[Saved entries]
^^^^^^^^^^^^^^^^
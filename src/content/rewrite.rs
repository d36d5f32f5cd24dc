//! Span-based content stream rewriting.
//!
//! Rewrites splice replacement bytes over the spans reported by the
//! tokenizer, so everything that is not rewritten stays byte-identical.

use super::tokenizer::{tokenize, Instruction};
use crate::object::Object;
use crate::writer::{write_name, write_string, ObjectSerializer};
use std::collections::HashMap;
use std::ops::Range;

/// Old name to new name, per resource category (`Font`, `XObject`, ...).
pub type ResourceRenames = HashMap<String, HashMap<String, String>>;

/// Replace byte ranges. `edits` must not overlap.
pub fn splice(data: &[u8], mut edits: Vec<(Range<usize>, Vec<u8>)>) -> Vec<u8> {
    edits.sort_by_key(|(range, _)| range.start);
    let mut out = Vec::with_capacity(data.len());
    let mut pos = 0;
    for (range, bytes) in edits {
        if range.start < pos {
            continue;
        }
        out.extend_from_slice(&data[pos..range.start]);
        out.extend_from_slice(&bytes);
        pos = range.end;
    }
    out.extend_from_slice(&data[pos..]);
    out
}

/// Replace every non-overlapping occurrence of `from`, left to right.
pub fn replace_bytes(haystack: &[u8], from: &[u8], to: &[u8]) -> (Vec<u8>, usize) {
    if from.is_empty() || haystack.len() < from.len() {
        return (haystack.to_vec(), 0);
    }
    let mut out = Vec::with_capacity(haystack.len());
    let mut count = 0;
    let mut i = 0;
    while i < haystack.len() {
        if haystack[i..].starts_with(from) {
            out.extend_from_slice(to);
            i += from.len();
            count += 1;
        } else {
            out.push(haystack[i]);
            i += 1;
        }
    }
    (out, count)
}

/// Resource category and operand index of the names an operator refers to.
fn resource_operands(inst: &Instruction) -> Vec<(&'static str, usize)> {
    match inst.operator.as_str() {
        "Tf" => vec![("Font", 0)],
        "Do" => vec![("XObject", 0)],
        "gs" => vec![("ExtGState", 0)],
        "cs" | "CS" => vec![("ColorSpace", 0)],
        "sh" => vec![("Shading", 0)],
        "scn" | "SCN" => match inst.operands.len() {
            0 => vec![],
            n => vec![("Pattern", n - 1)],
        },
        "BDC" | "DP" => vec![("Properties", 1)],
        "BI" => inst
            .operands
            .iter()
            .enumerate()
            .filter(|(i, o)| i % 2 == 0 && matches!(o.value.as_name(), Some("CS" | "ColorSpace")))
            .map(|(i, _)| ("ColorSpace", i + 1))
            .collect(),
        _ => vec![],
    }
}

/// Rename resource references in content bytes.
///
/// Only name operands in resource positions are touched; a `/F1` that is
/// a marked-content tag or a dictionary value elsewhere stays as is.
pub fn rename_resources(data: &[u8], renames: &ResourceRenames) -> Vec<u8> {
    if renames.values().all(HashMap::is_empty) {
        return data.to_vec();
    }

    let mut edits = Vec::new();
    for inst in tokenize(data) {
        for (category, index) in resource_operands(&inst) {
            let Some(operand) = inst.operands.get(index) else {
                continue;
            };
            let Some(name) = operand.value.as_name() else {
                continue;
            };
            if let Some(new_name) = renames.get(category).and_then(|m| m.get(name)) {
                let mut bytes = Vec::new();
                write_name(&mut bytes, new_name);
                edits.push((operand.span.clone(), bytes));
            }
        }
    }
    splice(data, edits)
}

/// Replace `from` with `to` inside the string operands of text-showing
/// operators. Returns the new bytes and the number of replacements.
pub fn replace_in_strings(data: &[u8], from: &[u8], to: &[u8]) -> (Vec<u8>, usize) {
    let mut edits = Vec::new();
    let mut total = 0;

    for inst in tokenize(data) {
        match inst.operator.as_str() {
            "Tj" | "'" | "\"" => {
                let Some(operand) = inst.operands.last() else {
                    continue;
                };
                let Some(s) = operand.value.as_string() else {
                    continue;
                };
                let (replaced, n) = replace_bytes(s, from, to);
                if n > 0 {
                    let mut bytes = Vec::new();
                    write_string(&mut bytes, &replaced);
                    edits.push((operand.span.clone(), bytes));
                    total += n;
                }
            },
            "TJ" => {
                let Some(operand) = inst.operands.first() else {
                    continue;
                };
                let Some(items) = operand.value.as_array() else {
                    continue;
                };
                let mut changed = 0;
                let items: Vec<Object> = items
                    .iter()
                    .map(|item| match item {
                        Object::String(s) => {
                            let (replaced, n) = replace_bytes(s, from, to);
                            changed += n;
                            Object::String(replaced)
                        },
                        other => other.clone(),
                    })
                    .collect();
                if changed > 0 {
                    let bytes = ObjectSerializer::compact().serialize(&Object::Array(items));
                    edits.push((operand.span.clone(), bytes));
                    total += changed;
                }
            },
            _ => {},
        }
    }

    (splice(data, edits), total)
}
^^^^^^^^^^^^^^^^
> **Required work**: Please return the records above exactly as they are written.

> **Your solution**:
filename src/content/rewrite.rs
repository d36d5f32f5cd24dc
//! Span-based content stream rewriting.
//!
//! Rewrites splice replacement bytes over the spans reported by the
//! tokenizer, so everything that is not rewritten stays byte-identical.

use super::tokenizer::{tokenize, Instruction};
use crate::object::Object;
use crate::writer::{write_name, write_string, ObjectSerializer};
use std::collections::HashMap;
use std::ops::Range;

/// Old name to new name, per resource category (`Font`, `XObject`, ...).
pub type ResourceRenames = HashMap<String, HashMap<String, String>>;

/// Replace byte ranges. `edits` must not overlap.
pub fn splice(data: &[u8], mut edits: Vec<(Range<usize>, Vec<u8>)>) -> Vec<u8> {
    edits.sort_by_key(|(range, _)| range.start);
    let mut out = Vec::with_capacity(data.len());
    let mut pos = 0;
    for (range, bytes) in edits {
        if range.start < pos {
            continue;
        }
        out.extend_from_slice(&data[pos..range.start]);
        out.extend_from_slice(&bytes);
        pos = range.end;
    }
    out.extend_from_slice(&data[pos..]);
    out
}

/// Replace every non-overlapping occurrence of `from`, left to right.
pub fn replace_bytes(haystack: &[u8], from: &[u8], to: &[u8]) -> (Vec<u8>, usize) {
    if from.is_empty() || haystack.len() < from.len() {
        return (haystack.to_vec(), 0);
    }
    let mut out = Vec::with_capacity(haystack.len());
    let mut count = 0;
    let mut i = 0;
    while i < haystack.len() {
        if haystack[i..].starts_with(from) {
            out.extend_from_slice(to);
            i += from.len();
            count += 1;
        } else {
            out.push(haystack[i]);
            i += 1;
        }
    }
    (out, count)
}

/// Resource category and operand index of the names an operator refers to.
fn resource_operands(inst: &Instruction) -> Vec<(&'static str, usize)> {
    match inst.operator.as_str() {
        "Tf" => vec![("Font", 0)],
        "Do" => vec![("XObject", 0)],
        "gs" => vec![("ExtGState", 0)],
        "cs" | "CS" => vec![("ColorSpace", 0)],
        "sh" => vec![("Shading", 0)],
        "scn" | "SCN" => match inst.operands.len() {
            0 => vec![],
            n => vec![("Pattern", n - 1)],
        },
        "BDC" | "DP" => vec![("Properties", 1)],
        "BI" => inst
            .operands
            .iter()
            .enumerate()
            .filter(|(i, o)| i % 2 == 0 && matches!(o.value.as_name(), Some("CS" | "ColorSpace")))
            .map(|(i, _)| ("ColorSpace", i + 1))
            .collect(),
        _ => vec![],
    }
}

/// Rename resource references in content bytes.
///
/// Only name operands in resource positions are touched; a `/F1` that is
/// a marked-content tag or a dictionary value elsewhere stays as is.
pub fn rename_resources(data: &[u8], renames: &ResourceRenames) -> Vec<u8> {
    if renames.values().all(HashMap::is_empty) {
        return data.to_vec();
    }

    let mut edits = Vec::new();
    for inst in tokenize(data) {
        for (category, index) in resource_operands(&inst) {
            let Some(operand) = inst.operands.get(index) else {
                continue;
            };
            let Some(name) = operand.value.as_name() else {
                continue;
            };
            if let Some(new_name) = renames.get(category).and_then(|m| m.get(name)) {
                let mut bytes = Vec::new();
                write_name(&mut bytes, new_name);
                edits.push((operand.span.clone(), bytes));
            }
        }
    }
    splice(data, edits)
}

/// Replace `from` with `to` inside the string operands of text-showing
/// operators. Returns the new bytes and the number of replacements.
pub fn replace_in_strings(data: &[u8], from: &[u8], to: &[u8]) -> (Vec<u8>, usize) {
    let mut edits = Vec::new();
    let mut total = 0;

    for inst in tokenize(data) {
        match inst.operator.as_str() {
            "Tj" | "'" | "\"" => {
                let Some(operand) = inst.operands.last() else {
                    continue;
                };
                let Some(s) = operand.value.as_string() else {
                    continue;
                };
                let (replaced, n) = replace_bytes(s, from, to);
                if n > 0 {
                    let mut bytes = Vec::new();
                    write_string(&mut bytes, &replaced);
                    edits.push((operand.span.clone(), bytes));
                    total += n;
                }
            },
            "TJ" => {
                let Some(operand) = inst.operands.first() else {
                    continue;
                };
                let Some(items) = operand.value.as_array() else {
                    continue;
                };
                let mut changed = 0;
                let items: Vec<Object> = items
                    .iter()
                    .map(|item| match item {
                        Object::String(s) => {
                            let (replaced, n) = replace_bytes(s, from, to);
                            changed += n;
                            Object::String(replaced)
                        },
                        other => other.clone(),
                    })
                    .collect();
                if changed > 0 {
                    let bytes = ObjectSerializer::compact().serialize(&Object::Array(items));
                    edits.push((operand.span.clone(), bytes));
                    total += changed;
                }
            },
            _ => {},
        }
    }

    (splice(data, edits), total)
}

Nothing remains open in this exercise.